'''

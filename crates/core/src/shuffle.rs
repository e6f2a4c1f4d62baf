//! Answer-pool construction and shuffling.

use rand::Rng;

use crate::model::{AnswerChoice, ChoiceLabel, QuestionRecord};

/// Uniform in-place Fisher-Yates shuffle.
///
/// Walks the slice front to back, swapping each slot with one picked uniformly
/// from itself to the end.
pub fn fisher_yates<T, R: Rng + ?Sized>(pool: &mut [T], rng: &mut R) {
    let len = pool.len();
    for i in 0..len {
        let j = rng.random_range(i..len);
        pool.swap(i, j);
    }
}

/// Build the shuffled choice set for a question.
///
/// The pool is every incorrect answer followed by the correct one, duplicates
/// kept. Labels are positional after the shuffle; `is_correct` is fixed here by
/// string identity with the record's correct answer.
pub fn build_choices<R: Rng + ?Sized>(record: &QuestionRecord, rng: &mut R) -> Vec<AnswerChoice> {
    let mut pool: Vec<&str> = record
        .incorrect_answers()
        .iter()
        .map(String::as_str)
        .chain(std::iter::once(record.correct_answer()))
        .collect();

    fisher_yates(&mut pool, rng);

    pool.into_iter()
        .enumerate()
        .map(|(position, text)| {
            AnswerChoice::new(
                ChoiceLabel::new(position),
                text,
                text == record.correct_answer(),
            )
        })
        .collect()
}

#[cfg(test)]
mod tests {
    use super::*;
    use rand::SeedableRng;
    use rand::rngs::StdRng;
    use std::collections::HashMap;

    fn sorted_texts(choices: &[AnswerChoice]) -> Vec<String> {
        let mut texts: Vec<String> = choices.iter().map(|c| c.text.clone()).collect();
        texts.sort();
        texts
    }

    #[test]
    fn choices_are_a_permutation_of_the_pool() {
        let record = QuestionRecord::new("2+2?", "4", ["3", "5", "22"]);
        let mut rng = StdRng::seed_from_u64(7);
        for _ in 0..50 {
            let choices = build_choices(&record, &mut rng);
            assert_eq!(sorted_texts(&choices), vec!["22", "3", "4", "5"]);
        }
    }

    #[test]
    fn exactly_one_choice_is_correct() {
        let record = QuestionRecord::new("Capital of France?", "Paris", ["Lyon", "Nice", "Lille"]);
        let mut rng = StdRng::seed_from_u64(11);
        for _ in 0..50 {
            let choices = build_choices(&record, &mut rng);
            let correct: Vec<_> = choices.iter().filter(|c| c.is_correct).collect();
            assert_eq!(correct.len(), 1);
            assert_eq!(correct[0].text, "Paris");
        }
    }

    #[test]
    fn labels_are_positional() {
        let record = QuestionRecord::new("q", "a", ["b", "c"]);
        let mut rng = StdRng::seed_from_u64(3);
        let choices = build_choices(&record, &mut rng);
        let labels: Vec<usize> = choices.iter().map(|c| c.label.index()).collect();
        assert_eq!(labels, vec![0, 1, 2]);
    }

    #[test]
    fn duplicated_correct_answer_flags_every_copy() {
        let record = QuestionRecord::new("q", "same", ["same", "other"]);
        let mut rng = StdRng::seed_from_u64(5);
        let choices = build_choices(&record, &mut rng);
        assert_eq!(choices.len(), 3);
        assert_eq!(choices.iter().filter(|c| c.is_correct).count(), 2);
    }

    #[test]
    fn single_answer_record_yields_one_choice() {
        let record = QuestionRecord::new("q", "only", Vec::<String>::new());
        let mut rng = StdRng::seed_from_u64(5);
        let choices = build_choices(&record, &mut rng);
        assert_eq!(choices, vec![AnswerChoice::new(ChoiceLabel::new(0), "only", true)]);
    }

    #[test]
    fn empty_slice_is_a_no_op() {
        let mut pool: Vec<u8> = Vec::new();
        fisher_yates(&mut pool, &mut StdRng::seed_from_u64(1));
        assert!(pool.is_empty());
    }

    #[test]
    fn every_position_is_reachable() {
        // 3! = 6 orderings; with enough draws each should show up.
        let mut rng = StdRng::seed_from_u64(42);
        let mut seen: HashMap<Vec<u8>, usize> = HashMap::new();
        for _ in 0..600 {
            let mut pool = vec![1_u8, 2, 3];
            fisher_yates(&mut pool, &mut rng);
            *seen.entry(pool).or_default() += 1;
        }
        assert_eq!(seen.len(), 6);
        assert!(seen.values().all(|count| *count > 50));
    }
}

'''

# Problem description
Beginning at the line that contains "fisher_yates(&mut pool, &mut rng);" and ending at the last line above, copy each line without any change.

# Answer box
            fisher_yates(&mut pool, &mut rng);
            *seen.entry(pool).or_default() += 1;
        }
        assert_eq!(seen.len(), 6);
        assert!(seen.values().all(|count| *count > 50));
    }
}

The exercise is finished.